WHAT YOU SHOULD DO: All that is wanted is a word-for-word copy of the data from its first line to the line containing "let excel_row = (row_idx + 1) as u32;", both included.

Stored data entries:

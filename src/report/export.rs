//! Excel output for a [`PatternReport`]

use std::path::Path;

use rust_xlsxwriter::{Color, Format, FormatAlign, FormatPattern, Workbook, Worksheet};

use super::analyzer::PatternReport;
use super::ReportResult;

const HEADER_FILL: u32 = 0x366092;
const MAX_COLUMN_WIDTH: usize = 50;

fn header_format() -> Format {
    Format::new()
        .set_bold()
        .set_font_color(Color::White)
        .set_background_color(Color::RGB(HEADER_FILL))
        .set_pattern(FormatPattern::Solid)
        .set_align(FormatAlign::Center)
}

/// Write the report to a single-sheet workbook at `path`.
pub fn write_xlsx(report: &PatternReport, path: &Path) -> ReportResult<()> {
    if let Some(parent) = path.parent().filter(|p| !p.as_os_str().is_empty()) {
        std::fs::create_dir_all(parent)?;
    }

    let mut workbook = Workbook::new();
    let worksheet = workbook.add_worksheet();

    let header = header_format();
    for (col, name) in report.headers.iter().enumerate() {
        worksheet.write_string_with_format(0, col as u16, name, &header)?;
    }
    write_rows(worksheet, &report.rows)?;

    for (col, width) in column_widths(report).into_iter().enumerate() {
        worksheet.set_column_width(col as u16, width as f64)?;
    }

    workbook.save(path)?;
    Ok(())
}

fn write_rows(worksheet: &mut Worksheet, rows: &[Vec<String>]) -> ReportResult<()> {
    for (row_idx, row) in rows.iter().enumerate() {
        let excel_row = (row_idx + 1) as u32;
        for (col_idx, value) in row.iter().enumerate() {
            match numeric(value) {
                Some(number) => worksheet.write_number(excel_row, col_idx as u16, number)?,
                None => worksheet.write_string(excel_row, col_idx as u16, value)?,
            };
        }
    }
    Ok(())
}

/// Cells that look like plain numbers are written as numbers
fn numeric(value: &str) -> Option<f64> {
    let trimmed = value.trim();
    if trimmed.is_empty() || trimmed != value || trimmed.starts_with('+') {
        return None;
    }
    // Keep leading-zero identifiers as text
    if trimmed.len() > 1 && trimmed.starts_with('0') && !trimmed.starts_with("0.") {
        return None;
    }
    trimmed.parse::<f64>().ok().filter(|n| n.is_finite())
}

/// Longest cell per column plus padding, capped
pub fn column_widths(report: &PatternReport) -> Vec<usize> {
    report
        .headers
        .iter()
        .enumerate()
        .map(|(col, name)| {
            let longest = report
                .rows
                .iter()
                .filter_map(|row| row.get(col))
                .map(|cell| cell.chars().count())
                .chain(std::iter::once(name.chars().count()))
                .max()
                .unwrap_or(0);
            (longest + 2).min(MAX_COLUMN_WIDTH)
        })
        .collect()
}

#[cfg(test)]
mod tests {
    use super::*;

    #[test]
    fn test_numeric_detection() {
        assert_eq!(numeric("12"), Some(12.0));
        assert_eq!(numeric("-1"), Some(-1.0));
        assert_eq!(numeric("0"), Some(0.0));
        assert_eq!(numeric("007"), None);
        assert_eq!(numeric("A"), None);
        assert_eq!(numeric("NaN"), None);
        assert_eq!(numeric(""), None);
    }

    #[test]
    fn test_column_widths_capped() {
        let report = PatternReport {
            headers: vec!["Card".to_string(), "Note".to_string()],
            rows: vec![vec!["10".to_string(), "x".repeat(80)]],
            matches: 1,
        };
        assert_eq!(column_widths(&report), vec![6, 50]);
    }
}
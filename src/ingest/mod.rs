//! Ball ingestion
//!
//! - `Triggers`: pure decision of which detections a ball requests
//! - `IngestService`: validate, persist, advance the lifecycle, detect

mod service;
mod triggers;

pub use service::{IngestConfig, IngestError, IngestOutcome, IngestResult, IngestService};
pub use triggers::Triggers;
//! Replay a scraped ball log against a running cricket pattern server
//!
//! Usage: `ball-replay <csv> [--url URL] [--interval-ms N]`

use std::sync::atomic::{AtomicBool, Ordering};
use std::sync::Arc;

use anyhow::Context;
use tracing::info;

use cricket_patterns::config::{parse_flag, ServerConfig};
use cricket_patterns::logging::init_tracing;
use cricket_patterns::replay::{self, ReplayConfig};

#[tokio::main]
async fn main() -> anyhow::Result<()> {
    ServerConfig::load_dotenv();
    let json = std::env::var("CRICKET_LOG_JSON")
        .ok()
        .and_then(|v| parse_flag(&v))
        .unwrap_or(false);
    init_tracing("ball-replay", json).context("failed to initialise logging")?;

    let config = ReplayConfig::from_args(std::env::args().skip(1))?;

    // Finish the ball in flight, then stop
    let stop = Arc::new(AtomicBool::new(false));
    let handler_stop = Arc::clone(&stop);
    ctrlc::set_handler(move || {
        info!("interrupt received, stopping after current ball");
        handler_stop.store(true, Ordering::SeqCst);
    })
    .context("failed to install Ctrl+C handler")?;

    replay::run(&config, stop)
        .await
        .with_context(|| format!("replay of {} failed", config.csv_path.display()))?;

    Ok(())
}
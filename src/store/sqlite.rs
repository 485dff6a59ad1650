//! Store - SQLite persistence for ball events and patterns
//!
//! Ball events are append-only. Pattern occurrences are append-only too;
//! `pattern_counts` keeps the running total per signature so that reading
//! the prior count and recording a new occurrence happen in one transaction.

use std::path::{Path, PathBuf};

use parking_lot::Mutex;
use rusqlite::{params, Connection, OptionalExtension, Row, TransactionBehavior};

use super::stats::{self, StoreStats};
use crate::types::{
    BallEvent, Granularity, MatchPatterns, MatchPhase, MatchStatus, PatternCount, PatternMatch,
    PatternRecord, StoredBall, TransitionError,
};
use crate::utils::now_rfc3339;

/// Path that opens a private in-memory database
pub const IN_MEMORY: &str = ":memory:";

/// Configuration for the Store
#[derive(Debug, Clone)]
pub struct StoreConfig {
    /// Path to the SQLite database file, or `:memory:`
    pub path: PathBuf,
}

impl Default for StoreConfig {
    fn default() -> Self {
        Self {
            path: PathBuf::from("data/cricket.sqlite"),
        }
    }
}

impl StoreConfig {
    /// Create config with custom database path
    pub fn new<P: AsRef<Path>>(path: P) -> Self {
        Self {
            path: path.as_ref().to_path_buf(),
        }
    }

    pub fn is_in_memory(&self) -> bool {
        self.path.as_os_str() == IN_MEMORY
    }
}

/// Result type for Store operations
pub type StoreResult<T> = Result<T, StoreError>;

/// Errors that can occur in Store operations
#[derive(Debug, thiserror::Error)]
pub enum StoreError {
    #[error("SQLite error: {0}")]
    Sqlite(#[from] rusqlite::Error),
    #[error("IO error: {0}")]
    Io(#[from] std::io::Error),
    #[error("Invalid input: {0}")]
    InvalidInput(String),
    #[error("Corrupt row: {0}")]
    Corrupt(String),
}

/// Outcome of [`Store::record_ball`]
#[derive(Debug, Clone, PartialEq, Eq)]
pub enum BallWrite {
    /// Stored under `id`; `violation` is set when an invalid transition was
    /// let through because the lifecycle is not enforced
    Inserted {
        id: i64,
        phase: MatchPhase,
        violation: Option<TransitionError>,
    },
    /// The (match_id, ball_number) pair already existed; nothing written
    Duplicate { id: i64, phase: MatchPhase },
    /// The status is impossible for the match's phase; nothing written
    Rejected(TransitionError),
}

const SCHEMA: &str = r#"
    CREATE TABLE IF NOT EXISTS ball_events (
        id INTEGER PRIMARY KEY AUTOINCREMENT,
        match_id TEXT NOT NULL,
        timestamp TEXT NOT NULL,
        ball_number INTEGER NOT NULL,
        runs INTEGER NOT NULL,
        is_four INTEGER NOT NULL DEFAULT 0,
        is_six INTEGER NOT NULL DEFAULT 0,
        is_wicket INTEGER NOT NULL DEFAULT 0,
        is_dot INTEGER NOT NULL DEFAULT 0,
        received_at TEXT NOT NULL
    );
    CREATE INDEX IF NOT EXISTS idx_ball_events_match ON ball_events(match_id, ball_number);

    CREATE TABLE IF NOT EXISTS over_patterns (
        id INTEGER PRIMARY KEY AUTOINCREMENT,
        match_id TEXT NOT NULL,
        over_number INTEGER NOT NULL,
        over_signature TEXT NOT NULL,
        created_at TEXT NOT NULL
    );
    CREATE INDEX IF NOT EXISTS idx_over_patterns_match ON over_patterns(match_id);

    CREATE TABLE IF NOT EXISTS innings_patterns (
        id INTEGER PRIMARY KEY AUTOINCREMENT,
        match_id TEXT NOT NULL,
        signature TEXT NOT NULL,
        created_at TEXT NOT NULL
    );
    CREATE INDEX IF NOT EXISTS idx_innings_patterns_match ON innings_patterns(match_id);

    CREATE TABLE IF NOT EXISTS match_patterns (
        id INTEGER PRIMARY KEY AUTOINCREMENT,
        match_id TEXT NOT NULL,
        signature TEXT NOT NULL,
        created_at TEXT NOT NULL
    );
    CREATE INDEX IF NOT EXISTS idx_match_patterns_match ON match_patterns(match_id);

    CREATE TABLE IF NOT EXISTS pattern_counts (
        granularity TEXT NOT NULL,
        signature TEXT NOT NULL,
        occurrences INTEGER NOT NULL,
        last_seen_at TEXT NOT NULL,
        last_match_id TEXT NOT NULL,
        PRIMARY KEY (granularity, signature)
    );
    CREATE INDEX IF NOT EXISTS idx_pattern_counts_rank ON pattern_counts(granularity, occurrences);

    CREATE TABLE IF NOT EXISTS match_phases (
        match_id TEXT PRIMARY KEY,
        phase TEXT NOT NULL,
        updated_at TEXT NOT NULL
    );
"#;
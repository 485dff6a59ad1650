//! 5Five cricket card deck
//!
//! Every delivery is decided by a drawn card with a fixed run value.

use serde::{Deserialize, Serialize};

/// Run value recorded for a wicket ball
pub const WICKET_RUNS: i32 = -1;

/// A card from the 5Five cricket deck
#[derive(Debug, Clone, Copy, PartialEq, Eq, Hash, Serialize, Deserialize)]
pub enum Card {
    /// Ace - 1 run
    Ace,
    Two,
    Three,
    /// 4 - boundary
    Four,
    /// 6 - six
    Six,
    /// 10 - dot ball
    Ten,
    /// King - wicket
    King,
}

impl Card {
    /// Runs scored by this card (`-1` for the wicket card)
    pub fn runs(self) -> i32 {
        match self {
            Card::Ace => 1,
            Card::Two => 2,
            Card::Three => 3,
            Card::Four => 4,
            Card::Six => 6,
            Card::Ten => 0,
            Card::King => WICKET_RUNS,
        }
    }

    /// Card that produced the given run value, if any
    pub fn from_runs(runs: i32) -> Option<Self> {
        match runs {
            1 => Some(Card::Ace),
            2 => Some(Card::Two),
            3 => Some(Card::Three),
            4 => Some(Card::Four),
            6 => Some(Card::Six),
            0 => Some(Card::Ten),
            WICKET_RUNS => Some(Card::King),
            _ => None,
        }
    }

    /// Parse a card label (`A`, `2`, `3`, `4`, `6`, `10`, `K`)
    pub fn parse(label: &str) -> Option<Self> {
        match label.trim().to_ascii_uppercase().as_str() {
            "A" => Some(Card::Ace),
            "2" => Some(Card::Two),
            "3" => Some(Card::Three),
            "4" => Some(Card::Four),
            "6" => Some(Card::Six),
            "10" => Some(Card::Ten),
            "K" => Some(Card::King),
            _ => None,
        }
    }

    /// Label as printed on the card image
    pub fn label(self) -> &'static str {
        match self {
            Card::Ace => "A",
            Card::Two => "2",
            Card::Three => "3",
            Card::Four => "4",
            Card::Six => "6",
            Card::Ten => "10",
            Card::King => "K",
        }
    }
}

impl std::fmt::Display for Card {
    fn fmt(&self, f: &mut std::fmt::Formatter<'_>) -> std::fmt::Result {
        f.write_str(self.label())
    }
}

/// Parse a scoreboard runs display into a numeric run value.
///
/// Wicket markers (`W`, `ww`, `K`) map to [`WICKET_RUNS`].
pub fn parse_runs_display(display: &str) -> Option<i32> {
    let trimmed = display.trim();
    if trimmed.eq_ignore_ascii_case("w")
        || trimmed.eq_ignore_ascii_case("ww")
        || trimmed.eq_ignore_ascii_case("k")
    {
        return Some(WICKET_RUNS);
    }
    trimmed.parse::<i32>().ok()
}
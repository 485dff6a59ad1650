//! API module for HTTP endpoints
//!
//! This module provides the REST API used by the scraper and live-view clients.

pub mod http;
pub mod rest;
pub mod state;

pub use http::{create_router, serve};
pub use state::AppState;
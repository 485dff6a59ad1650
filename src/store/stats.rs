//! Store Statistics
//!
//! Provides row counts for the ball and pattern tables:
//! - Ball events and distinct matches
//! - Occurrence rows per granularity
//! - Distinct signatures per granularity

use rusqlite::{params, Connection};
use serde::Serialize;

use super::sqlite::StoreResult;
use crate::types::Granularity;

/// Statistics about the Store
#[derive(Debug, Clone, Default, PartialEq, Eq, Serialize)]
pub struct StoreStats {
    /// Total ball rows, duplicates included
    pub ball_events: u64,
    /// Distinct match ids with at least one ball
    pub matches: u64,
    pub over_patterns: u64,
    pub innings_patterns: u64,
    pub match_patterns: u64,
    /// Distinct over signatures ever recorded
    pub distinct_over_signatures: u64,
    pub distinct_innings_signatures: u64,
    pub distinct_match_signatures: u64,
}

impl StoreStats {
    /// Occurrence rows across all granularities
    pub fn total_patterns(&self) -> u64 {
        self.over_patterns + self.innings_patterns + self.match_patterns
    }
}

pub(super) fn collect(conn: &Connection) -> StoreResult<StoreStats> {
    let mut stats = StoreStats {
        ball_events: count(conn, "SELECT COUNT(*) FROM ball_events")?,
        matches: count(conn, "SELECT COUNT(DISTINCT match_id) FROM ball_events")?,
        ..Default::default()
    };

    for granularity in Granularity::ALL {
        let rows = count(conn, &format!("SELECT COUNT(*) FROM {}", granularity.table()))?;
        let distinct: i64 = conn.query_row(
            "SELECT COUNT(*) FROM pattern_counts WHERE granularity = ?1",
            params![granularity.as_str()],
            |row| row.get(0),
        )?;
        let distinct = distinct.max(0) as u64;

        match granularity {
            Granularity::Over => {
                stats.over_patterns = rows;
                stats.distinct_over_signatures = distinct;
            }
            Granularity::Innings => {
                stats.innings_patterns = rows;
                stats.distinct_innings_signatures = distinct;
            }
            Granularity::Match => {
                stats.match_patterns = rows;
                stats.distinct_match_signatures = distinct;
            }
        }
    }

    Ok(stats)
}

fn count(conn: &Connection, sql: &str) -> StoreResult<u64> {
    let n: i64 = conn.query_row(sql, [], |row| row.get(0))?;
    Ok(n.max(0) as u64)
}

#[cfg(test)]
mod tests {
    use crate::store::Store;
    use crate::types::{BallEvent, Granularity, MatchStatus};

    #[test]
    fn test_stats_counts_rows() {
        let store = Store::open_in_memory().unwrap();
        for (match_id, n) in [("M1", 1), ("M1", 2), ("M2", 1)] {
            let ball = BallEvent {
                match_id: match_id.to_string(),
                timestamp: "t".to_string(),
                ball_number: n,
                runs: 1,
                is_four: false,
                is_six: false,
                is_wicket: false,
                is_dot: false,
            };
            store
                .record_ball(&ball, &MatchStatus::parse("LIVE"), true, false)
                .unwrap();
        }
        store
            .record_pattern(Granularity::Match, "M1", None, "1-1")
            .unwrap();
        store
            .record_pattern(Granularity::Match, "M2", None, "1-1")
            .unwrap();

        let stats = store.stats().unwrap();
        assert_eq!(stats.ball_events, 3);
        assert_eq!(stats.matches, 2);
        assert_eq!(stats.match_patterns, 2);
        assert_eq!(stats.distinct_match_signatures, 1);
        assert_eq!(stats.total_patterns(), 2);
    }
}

EXERCISE RESPONSE:
filename src/report/export.rs
//! Excel output for a [`PatternReport`]

use std::path::Path;

use rust_xlsxwriter::{Color, Format, FormatAlign, FormatPattern, Workbook, Worksheet};

use super::analyzer::PatternReport;
use super::ReportResult;

const HEADER_FILL: u32 = 0x366092;
const MAX_COLUMN_WIDTH: usize = 50;

fn header_format() -> Format {
    Format::new()
        .set_bold()
        .set_font_color(Color::White)
        .set_background_color(Color::RGB(HEADER_FILL))
        .set_pattern(FormatPattern::Solid)
        .set_align(FormatAlign::Center)
}

/// Write the report to a single-sheet workbook at `path`.
pub fn write_xlsx(report: &PatternReport, path: &Path) -> ReportResult<()> {
    if let Some(parent) = path.parent().filter(|p| !p.as_os_str().is_empty()) {
        std::fs::create_dir_all(parent)?;
    }

    let mut workbook = Workbook::new();
    let worksheet = workbook.add_worksheet();

    let header = header_format();
    for (col, name) in report.headers.iter().enumerate() {
        worksheet.write_string_with_format(0, col as u16, name, &header)?;
    }
    write_rows(worksheet, &report.rows)?;

    for (col, width) in column_widths(report).into_iter().enumerate() {
        worksheet.set_column_width(col as u16, width as f64)?;
    }

    workbook.save(path)?;
    Ok(())
}

fn write_rows(worksheet: &mut Worksheet, rows: &[Vec<String>]) -> ReportResult<()> {
    for (row_idx, row) in rows.iter().enumerate() {
        let excel_row = (row_idx + 1) as u32;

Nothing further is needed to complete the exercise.